=== PROVIDED RECORDS ===
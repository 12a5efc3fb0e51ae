//! Channel registry - the indexed blend channels of one rig
//!
//! Built once when the rig loads, mutated every frame, dropped with the rig.
//! Writes to a channel a mesh does not expose are silent no-ops: rigs differ
//! in which channels they ship and absence is expected.

use std::collections::HashMap;

use visage_core::{ease, BoneId, MeshId};

use crate::{SceneGraph, SceneNode};

/// Blend channels of one mesh
#[derive(Debug, Clone)]
pub struct MeshChannels {
    id: MeshId,
    name: String,
    /// Channel names in slot order
    names: Vec<String>,
    /// Name to slot
    slots: HashMap<String, usize>,
    /// Weight per slot, always in [0, 1]
    weights: Vec<f32>,
}

impl MeshChannels {
    fn from_node(id: MeshId, node: &SceneNode) -> Option<Self> {
        let morphs = node.morph_targets()?;
        let names: Vec<String> = morphs.names().to_vec();
        let mut slots = HashMap::with_capacity(names.len());
        for (slot, name) in names.iter().enumerate() {
            slots.entry(name.clone()).or_insert(slot);
        }
        let weights = morphs
            .influences()
            .iter()
            .map(|w| sanitize(*w))
            .collect();

        Some(Self {
            id,
            name: node.name.clone(),
            names,
            slots,
            weights,
        })
    }

    pub fn id(&self) -> MeshId {
        self.id
    }

    pub fn name(&self) -> &str {
        &self.name
    }

    pub fn contains(&self, channel: &str) -> bool {
        self.slots.contains_key(channel)
    }

    /// Current weight of a channel
    pub fn get(&self, channel: &str) -> Option<f32> {
        self.slots.get(channel).map(|&slot| self.weights[slot])
    }

    /// Assign a weight. Returns false if the mesh lacks the channel.
    pub fn set(&mut self, channel: &str, value: f32) -> bool {
        match self.slots.get(channel) {
            Some(&slot) => {
                self.weights[slot] = sanitize(value);
                true
            }
            None => false,
        }
    }

    /// One easing step toward `target`. Returns the new weight.
    pub fn ease(&mut self, channel: &str, target: f32, rate: f32) -> Option<f32> {
        let slot = *self.slots.get(channel)?;
        let next = sanitize(ease(self.weights[slot], target, rate));
        self.weights[slot] = next;
        Some(next)
    }

    /// Channel names and weights in slot order
    pub fn channels(&self) -> impl Iterator<Item = (&str, f32)> {
        self.names
            .iter()
            .map(String::as_str)
            .zip(self.weights.iter().copied())
    }

    pub fn weights(&self) -> &[f32] {
        &self.weights
    }
}

/// Reference to the head (or neck) bone
#[derive(Debug, Clone, PartialEq, Eq)]
pub struct HeadRef {
    pub bone: BoneId,
    pub name: String,
}

/// Registry of every channel-bearing mesh on the rig
#[derive(Debug, Clone, Default)]
pub struct ChannelRegistry {
    meshes: Vec<MeshChannels>,
    head: Option<HeadRef>,
}

impl ChannelRegistry {
    /// Index a rig in one traversal
    pub fn index(graph: &SceneGraph) -> Self {
        let mut meshes = Vec::new();
        let mut head = None;
        let mut bone_count: u32 = 0;

        graph.root().walk(&mut |node| {
            if node.is_bone() {
                let id = BoneId::new(bone_count);
                bone_count += 1;
                if head.is_none() && is_head_bone(&node.name) {
                    tracing::debug!(bone = %node.name, "found head bone");
                    head = Some(HeadRef {
                        bone: id,
                        name: node.name.clone(),
                    });
                }
            }

            let id = MeshId::new(meshes.len() as u32);
            if let Some(mesh) = MeshChannels::from_node(id, node) {
                tracing::debug!(
                    mesh = %mesh.name,
                    channels = mesh.names.len(),
                    "found mesh with blend channels"
                );
                meshes.push(mesh);
            }
        });

        tracing::info!(
            meshes = meshes.len(),
            bones = bone_count,
            head = head.as_ref().map(|h| h.name.as_str()).unwrap_or("none"),
            "indexed rig"
        );

        Self { meshes, head }
    }

    /// Assign a weight on one mesh. No-op if the mesh or channel is absent.
    pub fn set_channel(&mut self, mesh: MeshId, channel: &str, value: f32) {
        if let Some(m) = self.meshes.get_mut(mesh.index()) {
            m.set(channel, value);
        }
    }

    /// Current weight of a channel on one mesh
    pub fn channel(&self, mesh: MeshId, channel: &str) -> Option<f32> {
        self.meshes.get(mesh.index())?.get(channel)
    }

    /// One easing step on one mesh
    pub fn ease_channel(&mut self, mesh: MeshId, channel: &str, target: f32, rate: f32) {
        if let Some(m) = self.meshes.get_mut(mesh.index()) {
            m.ease(channel, target, rate);
        }
    }

    /// Assign a weight on every mesh exposing the channel
    pub fn set_everywhere(&mut self, channel: &str, value: f32) {
        for mesh in &mut self.meshes {
            mesh.set(channel, value);
        }
    }

    /// One easing step on every mesh exposing the channel
    pub fn ease_everywhere(&mut self, channel: &str, target: f32, rate: f32) {
        for mesh in &mut self.meshes {
            mesh.ease(channel, target, rate);
        }
    }

    /// Does any mesh expose the channel?
    pub fn exposes(&self, channel: &str) -> bool {
        self.meshes.iter().any(|m| m.contains(channel))
    }

    /// Weights of a channel across every mesh exposing it
    pub fn values(&self, channel: &str) -> Vec<f32> {
        self.meshes.iter().filter_map(|m| m.get(channel)).collect()
    }

    pub fn mesh(&self, mesh: MeshId) -> Option<&MeshChannels> {
        self.meshes.get(mesh.index())
    }

    pub fn meshes(&self) -> &[MeshChannels] {
        &self.meshes
    }

    pub fn head(&self) -> Option<&HeadRef> {
        self.head.as_ref()
    }

    pub fn len(&self) -> usize {
        self.meshes.len()
    }

    pub fn is_empty(&self) -> bool {
        self.meshes.is_empty()
    }

    /// Copy weights back onto the scene graph's influence arrays.
    /// Meshes are matched in the same traversal order `index` used.
    pub fn write_back(&self, graph: &mut SceneGraph) {
        let mut next = 0usize;
        graph.root_mut().walk_mut(&mut |node| {
            if let Some(morphs) = node.morph_targets_mut() {
                if let Some(mesh) = self.meshes.get(next) {
                    for (dst, src) in morphs.influences_mut().iter_mut().zip(&mesh.weights) {
                        *dst = *src;
                    }
                }
                next += 1;
            }
        });
    }
}

fn is_head_bone(name: &str) -> bool {
    let lower = name.to_lowercase();
    lower.contains("head") || lower.contains("neck")
}

/// Clamp a weight into [0, 1]; NaN becomes 0
fn sanitize(value: f32) -> f32 {
    if value.is_nan() {
        0.0
    } else {
        value.clamp(0.0, 1.0)
    }
}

=== WORK INSTRUCTIONS ===
Return every entry exactly.

=== SOLVED PROBLEM ===
repository 12a5efc3fb0e51ae
//! Channel registry - the indexed blend channels of one rig
//!
//! Built once when the rig loads, mutated every frame, dropped with the rig.
//! Writes to a channel a mesh does not expose are silent no-ops: rigs differ
//! in which channels they ship and absence is expected.

use std::collections::HashMap;

use visage_core::{ease, BoneId, MeshId};

use crate::{SceneGraph, SceneNode};

/// Blend channels of one mesh
#[derive(Debug, Clone)]
pub struct MeshChannels {
    id: MeshId,
    name: String,
    /// Channel names in slot order
    names: Vec<String>,
    /// Name to slot
    slots: HashMap<String, usize>,
    /// Weight per slot, always in [0, 1]
    weights: Vec<f32>,
}

impl MeshChannels {
    fn from_node(id: MeshId, node: &SceneNode) -> Option<Self> {
        let morphs = node.morph_targets()?;
        let names: Vec<String> = morphs.names().to_vec();
        let mut slots = HashMap::with_capacity(names.len());
        for (slot, name) in names.iter().enumerate() {
            slots.entry(name.clone()).or_insert(slot);
        }
        let weights = morphs
            .influences()
            .iter()
            .map(|w| sanitize(*w))
            .collect();

        Some(Self {
            id,
            name: node.name.clone(),
            names,
            slots,
            weights,
        })
    }

    pub fn id(&self) -> MeshId {
        self.id
    }

    pub fn name(&self) -> &str {
        &self.name
    }

    pub fn contains(&self, channel: &str) -> bool {
        self.slots.contains_key(channel)
    }

    /// Current weight of a channel
    pub fn get(&self, channel: &str) -> Option<f32> {
        self.slots.get(channel).map(|&slot| self.weights[slot])
    }

    /// Assign a weight. Returns false if the mesh lacks the channel.
    pub fn set(&mut self, channel: &str, value: f32) -> bool {
        match self.slots.get(channel) {
            Some(&slot) => {
                self.weights[slot] = sanitize(value);
                true
            }
            None => false,
        }
    }

    /// One easing step toward `target`. Returns the new weight.
    pub fn ease(&mut self, channel: &str, target: f32, rate: f32) -> Option<f32> {
        let slot = *self.slots.get(channel)?;
        let next = sanitize(ease(self.weights[slot], target, rate));
        self.weights[slot] = next;
        Some(next)
    }

    /// Channel names and weights in slot order
    pub fn channels(&self) -> impl Iterator<Item = (&str, f32)> {
        self.names
            .iter()
            .map(String::as_str)
            .zip(self.weights.iter().copied())
    }

    pub fn weights(&self) -> &[f32] {
        &self.weights
    }
}

/// Reference to the head (or neck) bone
#[derive(Debug, Clone, PartialEq, Eq)]
pub struct HeadRef {
    pub bone: BoneId,
    pub name: String,
}

/// Registry of every channel-bearing mesh on the rig
#[derive(Debug, Clone, Default)]
pub struct ChannelRegistry {
    meshes: Vec<MeshChannels>,
    head: Option<HeadRef>,
}

impl ChannelRegistry {
    /// Index a rig in one traversal
    pub fn index(graph: &SceneGraph) -> Self {
        let mut meshes = Vec::new();
        let mut head = None;
        let mut bone_count: u32 = 0;

        graph.root().walk(&mut |node| {
            if node.is_bone() {
                let id = BoneId::new(bone_count);
                bone_count += 1;
                if head.is_none() && is_head_bone(&node.name) {
                    tracing::debug!(bone = %node.name, "found head bone");
                    head = Some(HeadRef {
                        bone: id,
                        name: node.name.clone(),
                    });
                }
            }

            let id = MeshId::new(meshes.len() as u32);
            if let Some(mesh) = MeshChannels::from_node(id, node) {
                tracing::debug!(
                    mesh = %mesh.name,
                    channels = mesh.names.len(),
                    "found mesh with blend channels"
                );
                meshes.push(mesh);
            }
        });

        tracing::info!(
            meshes = meshes.len(),
            bones = bone_count,
            head = head.as_ref().map(|h| h.name.as_str()).unwrap_or("none"),
            "indexed rig"
        );

        Self { meshes, head }
    }

    /// Assign a weight on one mesh. No-op if the mesh or channel is absent.
    pub fn set_channel(&mut self, mesh: MeshId, channel: &str, value: f32) {
        if let Some(m) = self.meshes.get_mut(mesh.index()) {
            m.set(channel, value);
        }
    }

    /// Current weight of a channel on one mesh
    pub fn channel(&self, mesh: MeshId, channel: &str) -> Option<f32> {
        self.meshes.get(mesh.index())?.get(channel)
    }

    /// One easing step on one mesh
    pub fn ease_channel(&mut self, mesh: MeshId, channel: &str, target: f32, rate: f32) {
        if let Some(m) = self.meshes.get_mut(mesh.index()) {
            m.ease(channel, target, rate);
        }
    }

    /// Assign a weight on every mesh exposing the channel
    pub fn set_everywhere(&mut self, channel: &str, value: f32) {
        for mesh in &mut self.meshes {
            mesh.set(channel, value);
        }
    }

    /// One easing step on every mesh exposing the channel
    pub fn ease_everywhere(&mut self, channel: &str, target: f32, rate: f32) {
        for mesh in &mut self.meshes {
            mesh.ease(channel, target, rate);
        }
    }

    /// Does any mesh expose the channel?
    pub fn exposes(&self, channel: &str) -> bool {
        self.meshes.iter().any(|m| m.contains(channel))
    }

    /// Weights of a channel across every mesh exposing it
    pub fn values(&self, channel: &str) -> Vec<f32> {
        self.meshes.iter().filter_map(|m| m.get(channel)).collect()
    }

    pub fn mesh(&self, mesh: MeshId) -> Option<&MeshChannels> {
        self.meshes.get(mesh.index())
    }

    pub fn meshes(&self) -> &[MeshChannels] {
        &self.meshes
    }

    pub fn head(&self) -> Option<&HeadRef> {
        self.head.as_ref()
    }

    pub fn len(&self) -> usize {
        self.meshes.len()
    }

    pub fn is_empty(&self) -> bool {
        self.meshes.is_empty()
    }

    /// Copy weights back onto the scene graph's influence arrays.
    /// Meshes are matched in the same traversal order `index` used.
    pub fn write_back(&self, graph: &mut SceneGraph) {
        let mut next = 0usize;
        graph.root_mut().walk_mut(&mut |node| {
            if let Some(morphs) = node.morph_targets_mut() {
                if let Some(mesh) = self.meshes.get(next) {
                    for (dst, src) in morphs.influences_mut().iter_mut().zip(&mesh.weights) {
                        *dst = *src;
                    }
                }
                next += 1;
            }
        });
    }
}

fn is_head_bone(name: &str) -> bool {
    let lower = name.to_lowercase();
    lower.contains("head") || lower.contains("neck")
}

/// Clamp a weight into [0, 1]; NaN becomes 0
fn sanitize(value: f32) -> f32 {
    if value.is_nan() {
        0.0
    } else {
        value.clamp(0.0, 1.0)
    }
}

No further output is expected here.